#### [Description of the task]
Set the whole listing down again without deviation.

┏━━

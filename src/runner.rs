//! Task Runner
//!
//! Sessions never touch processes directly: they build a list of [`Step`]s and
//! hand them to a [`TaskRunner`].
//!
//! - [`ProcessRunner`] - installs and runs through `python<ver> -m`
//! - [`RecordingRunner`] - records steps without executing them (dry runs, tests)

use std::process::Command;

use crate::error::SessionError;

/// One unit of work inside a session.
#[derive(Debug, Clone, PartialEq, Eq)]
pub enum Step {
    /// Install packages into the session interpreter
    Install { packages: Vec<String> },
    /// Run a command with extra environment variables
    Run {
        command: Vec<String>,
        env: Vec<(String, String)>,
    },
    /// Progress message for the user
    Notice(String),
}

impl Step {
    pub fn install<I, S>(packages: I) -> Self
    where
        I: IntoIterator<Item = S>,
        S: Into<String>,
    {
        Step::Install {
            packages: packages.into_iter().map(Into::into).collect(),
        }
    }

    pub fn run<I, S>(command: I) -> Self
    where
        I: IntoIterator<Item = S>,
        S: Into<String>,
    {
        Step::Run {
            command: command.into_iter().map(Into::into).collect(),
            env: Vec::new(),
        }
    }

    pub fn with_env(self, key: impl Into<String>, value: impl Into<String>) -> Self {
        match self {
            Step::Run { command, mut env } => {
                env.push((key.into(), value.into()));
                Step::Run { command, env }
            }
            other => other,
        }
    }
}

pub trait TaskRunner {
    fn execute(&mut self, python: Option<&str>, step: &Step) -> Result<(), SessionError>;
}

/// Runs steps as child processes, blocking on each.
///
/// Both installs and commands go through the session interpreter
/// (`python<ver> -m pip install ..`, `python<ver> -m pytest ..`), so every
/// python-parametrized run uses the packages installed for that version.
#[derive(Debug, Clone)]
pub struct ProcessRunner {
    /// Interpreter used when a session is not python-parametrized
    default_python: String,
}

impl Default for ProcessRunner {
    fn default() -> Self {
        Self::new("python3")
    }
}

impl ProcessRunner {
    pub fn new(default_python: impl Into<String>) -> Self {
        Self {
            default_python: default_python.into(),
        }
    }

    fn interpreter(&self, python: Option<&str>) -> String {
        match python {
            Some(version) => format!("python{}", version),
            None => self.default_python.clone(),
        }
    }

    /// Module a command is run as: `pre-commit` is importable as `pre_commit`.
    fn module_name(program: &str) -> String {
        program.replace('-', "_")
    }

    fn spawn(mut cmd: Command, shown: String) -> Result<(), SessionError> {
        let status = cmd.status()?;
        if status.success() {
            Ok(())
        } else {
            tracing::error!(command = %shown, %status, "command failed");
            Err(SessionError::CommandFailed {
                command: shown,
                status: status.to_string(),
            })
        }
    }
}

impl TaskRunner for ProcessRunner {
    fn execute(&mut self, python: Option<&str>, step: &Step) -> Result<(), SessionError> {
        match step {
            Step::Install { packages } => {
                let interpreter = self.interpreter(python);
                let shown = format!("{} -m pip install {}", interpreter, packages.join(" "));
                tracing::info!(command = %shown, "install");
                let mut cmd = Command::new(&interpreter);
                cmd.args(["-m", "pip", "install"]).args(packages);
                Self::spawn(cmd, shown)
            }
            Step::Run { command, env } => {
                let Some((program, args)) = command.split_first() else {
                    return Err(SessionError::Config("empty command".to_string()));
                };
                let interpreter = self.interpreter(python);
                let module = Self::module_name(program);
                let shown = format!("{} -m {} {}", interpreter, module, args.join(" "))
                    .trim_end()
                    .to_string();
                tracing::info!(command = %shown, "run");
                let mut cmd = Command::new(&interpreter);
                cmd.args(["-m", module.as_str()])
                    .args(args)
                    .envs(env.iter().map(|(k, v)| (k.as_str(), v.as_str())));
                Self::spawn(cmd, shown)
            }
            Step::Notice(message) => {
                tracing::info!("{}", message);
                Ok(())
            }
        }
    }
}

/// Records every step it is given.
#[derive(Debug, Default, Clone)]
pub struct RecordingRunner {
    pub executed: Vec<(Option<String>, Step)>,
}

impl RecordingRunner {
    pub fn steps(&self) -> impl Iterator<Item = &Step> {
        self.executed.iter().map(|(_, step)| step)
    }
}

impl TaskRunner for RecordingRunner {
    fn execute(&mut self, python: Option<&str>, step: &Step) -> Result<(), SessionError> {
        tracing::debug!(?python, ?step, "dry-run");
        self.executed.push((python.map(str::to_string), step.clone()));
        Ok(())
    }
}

┗━━

#### [Answer section]
filename src/runner.rs
//! Task Runner
//!
//! Sessions never touch processes directly: they build a list of [`Step`]s and
//! hand them to a [`TaskRunner`].
//!
//! - [`ProcessRunner`] - installs and runs through `python<ver> -m`
//! - [`RecordingRunner`] - records steps without executing them (dry runs, tests)

use std::process::Command;

use crate::error::SessionError;

/// One unit of work inside a session.
#[derive(Debug, Clone, PartialEq, Eq)]
pub enum Step {
    /// Install packages into the session interpreter
    Install { packages: Vec<String> },
    /// Run a command with extra environment variables
    Run {
        command: Vec<String>,
        env: Vec<(String, String)>,
    },
    /// Progress message for the user
    Notice(String),
}

impl Step {
    pub fn install<I, S>(packages: I) -> Self
    where
        I: IntoIterator<Item = S>,
        S: Into<String>,
    {
        Step::Install {
            packages: packages.into_iter().map(Into::into).collect(),
        }
    }

    pub fn run<I, S>(command: I) -> Self
    where
        I: IntoIterator<Item = S>,
        S: Into<String>,
    {
        Step::Run {
            command: command.into_iter().map(Into::into).collect(),
            env: Vec::new(),
        }
    }

    pub fn with_env(self, key: impl Into<String>, value: impl Into<String>) -> Self {
        match self {
            Step::Run { command, mut env } => {
                env.push((key.into(), value.into()));
                Step::Run { command, env }
            }
            other => other,
        }
    }
}

pub trait TaskRunner {
    fn execute(&mut self, python: Option<&str>, step: &Step) -> Result<(), SessionError>;
}

/// Runs steps as child processes, blocking on each.
///
/// Both installs and commands go through the session interpreter
/// (`python<ver> -m pip install ..`, `python<ver> -m pytest ..`), so every
/// python-parametrized run uses the packages installed for that version.
#[derive(Debug, Clone)]
pub struct ProcessRunner {
    /// Interpreter used when a session is not python-parametrized
    default_python: String,
}

impl Default for ProcessRunner {
    fn default() -> Self {
        Self::new("python3")
    }
}

impl ProcessRunner {
    pub fn new(default_python: impl Into<String>) -> Self {
        Self {
            default_python: default_python.into(),
        }
    }

    fn interpreter(&self, python: Option<&str>) -> String {
        match python {
            Some(version) => format!("python{}", version),
            None => self.default_python.clone(),
        }
    }

    /// Module a command is run as: `pre-commit` is importable as `pre_commit`.
    fn module_name(program: &str) -> String {
        program.replace('-', "_")
    }

    fn spawn(mut cmd: Command, shown: String) -> Result<(), SessionError> {
        let status = cmd.status()?;
        if status.success() {
            Ok(())
        } else {
            tracing::error!(command = %shown, %status, "command failed");
            Err(SessionError::CommandFailed {
                command: shown,
                status: status.to_string(),
            })
        }
    }
}

impl TaskRunner for ProcessRunner {
    fn execute(&mut self, python: Option<&str>, step: &Step) -> Result<(), SessionError> {
        match step {
            Step::Install { packages } => {
                let interpreter = self.interpreter(python);
                let shown = format!("{} -m pip install {}", interpreter, packages.join(" "));
                tracing::info!(command = %shown, "install");
                let mut cmd = Command::new(&interpreter);
                cmd.args(["-m", "pip", "install"]).args(packages);
                Self::spawn(cmd, shown)
            }
            Step::Run { command, env } => {
                let Some((program, args)) = command.split_first() else {
                    return Err(SessionError::Config("empty command".to_string()));
                };
                let interpreter = self.interpreter(python);
                let module = Self::module_name(program);
                let shown = format!("{} -m {} {}", interpreter, module, args.join(" "))
                    .trim_end()
                    .to_string();
                tracing::info!(command = %shown, "run");
                let mut cmd = Command::new(&interpreter);
                cmd.args(["-m", module.as_str()])
                    .args(args)
                    .envs(env.iter().map(|(k, v)| (k.as_str(), v.as_str())));
                Self::spawn(cmd, shown)
            }
            Step::Notice(message) => {
                tracing::info!("{}", message);
                Ok(())
            }
        }
    }
}

/// Records every step it is given.
#[derive(Debug, Default, Clone)]
pub struct RecordingRunner {
    pub executed: Vec<(Option<String>, Step)>,
}

impl RecordingRunner {
    pub fn steps(&self) -> impl Iterator<Item = &Step> {
        self.executed.iter().map(|(_, step)| step)
    }
}

impl TaskRunner for RecordingRunner {
    fn execute(&mut self, python: Option<&str>, step: &Step) -> Result<(), SessionError> {
        tracing::debug!(?python, ?step, "dry-run");
        self.executed.push((python.map(str::to_string), step.clone()));
        Ok(())
    }
}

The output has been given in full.